BEGIN Records

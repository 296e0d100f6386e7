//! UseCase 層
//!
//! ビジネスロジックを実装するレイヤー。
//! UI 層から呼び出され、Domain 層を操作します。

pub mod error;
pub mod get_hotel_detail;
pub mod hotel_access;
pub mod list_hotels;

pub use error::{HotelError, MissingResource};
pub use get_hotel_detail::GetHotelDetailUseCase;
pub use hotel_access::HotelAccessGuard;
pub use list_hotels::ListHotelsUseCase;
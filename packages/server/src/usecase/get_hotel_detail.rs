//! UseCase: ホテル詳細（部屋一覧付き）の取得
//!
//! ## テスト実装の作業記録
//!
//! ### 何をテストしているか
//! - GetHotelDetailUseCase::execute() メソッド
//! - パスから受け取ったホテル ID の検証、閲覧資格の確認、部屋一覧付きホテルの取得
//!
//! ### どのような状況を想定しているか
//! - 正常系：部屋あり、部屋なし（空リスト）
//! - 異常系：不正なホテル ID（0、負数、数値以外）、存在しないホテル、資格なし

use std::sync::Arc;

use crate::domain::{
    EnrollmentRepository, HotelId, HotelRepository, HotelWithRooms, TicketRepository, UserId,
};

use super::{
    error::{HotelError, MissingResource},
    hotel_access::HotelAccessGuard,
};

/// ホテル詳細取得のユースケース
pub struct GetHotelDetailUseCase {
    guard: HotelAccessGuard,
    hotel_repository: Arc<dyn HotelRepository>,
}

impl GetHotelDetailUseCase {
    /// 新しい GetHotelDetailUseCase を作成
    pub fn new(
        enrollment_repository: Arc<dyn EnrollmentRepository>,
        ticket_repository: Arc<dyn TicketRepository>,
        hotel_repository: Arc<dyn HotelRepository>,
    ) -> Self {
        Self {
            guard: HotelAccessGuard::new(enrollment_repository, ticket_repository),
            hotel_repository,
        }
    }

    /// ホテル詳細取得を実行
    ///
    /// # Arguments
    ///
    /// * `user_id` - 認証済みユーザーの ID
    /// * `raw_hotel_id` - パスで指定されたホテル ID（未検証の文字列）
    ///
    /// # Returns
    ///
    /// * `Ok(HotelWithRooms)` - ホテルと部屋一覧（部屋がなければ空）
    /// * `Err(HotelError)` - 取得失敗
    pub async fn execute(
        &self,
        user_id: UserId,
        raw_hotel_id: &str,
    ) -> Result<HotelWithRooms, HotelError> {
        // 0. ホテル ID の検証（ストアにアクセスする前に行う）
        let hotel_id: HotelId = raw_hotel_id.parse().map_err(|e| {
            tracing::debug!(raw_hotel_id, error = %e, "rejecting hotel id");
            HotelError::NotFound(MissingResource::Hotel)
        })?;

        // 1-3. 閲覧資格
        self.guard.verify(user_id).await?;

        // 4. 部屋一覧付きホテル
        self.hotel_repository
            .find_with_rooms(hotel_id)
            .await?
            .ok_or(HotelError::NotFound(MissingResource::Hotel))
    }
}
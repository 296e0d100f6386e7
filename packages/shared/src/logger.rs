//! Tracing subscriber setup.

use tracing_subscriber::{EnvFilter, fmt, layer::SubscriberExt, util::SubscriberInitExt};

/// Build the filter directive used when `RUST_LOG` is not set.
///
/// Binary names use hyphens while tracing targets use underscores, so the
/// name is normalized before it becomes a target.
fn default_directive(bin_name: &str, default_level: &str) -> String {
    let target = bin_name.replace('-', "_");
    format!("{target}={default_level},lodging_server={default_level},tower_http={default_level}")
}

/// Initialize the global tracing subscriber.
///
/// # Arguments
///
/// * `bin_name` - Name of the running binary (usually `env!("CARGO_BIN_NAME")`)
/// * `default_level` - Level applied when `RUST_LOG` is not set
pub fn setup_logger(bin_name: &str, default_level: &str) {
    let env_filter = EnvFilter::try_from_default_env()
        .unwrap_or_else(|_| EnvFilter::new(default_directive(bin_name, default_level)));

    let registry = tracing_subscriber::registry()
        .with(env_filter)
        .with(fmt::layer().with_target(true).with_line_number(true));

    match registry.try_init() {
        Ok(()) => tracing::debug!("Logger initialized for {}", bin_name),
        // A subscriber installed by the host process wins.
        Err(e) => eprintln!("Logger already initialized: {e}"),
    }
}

END Records

* **What you are asked to do**: Which lines run from the one containing "pub fn setup_logger(bin_name: &str, default_level: &str)" to the end of the records? Transcribe exactly those, both ends included.

* **Response for this exercise**:
pub fn setup_logger(bin_name: &str, default_level: &str) {
    let env_filter = EnvFilter::try_from_default_env()
        .unwrap_or_else(|_| EnvFilter::new(default_directive(bin_name, default_level)));

    let registry = tracing_subscriber::registry()
        .with(env_filter)
        .with(fmt::layer().with_target(true).with_line_number(true));

    match registry.try_init() {
        Ok(()) => tracing::debug!("Logger initialized for {}", bin_name),
        // A subscriber installed by the host process wins.
        Err(e) => eprintln!("Logger already initialized: {e}"),
    }
}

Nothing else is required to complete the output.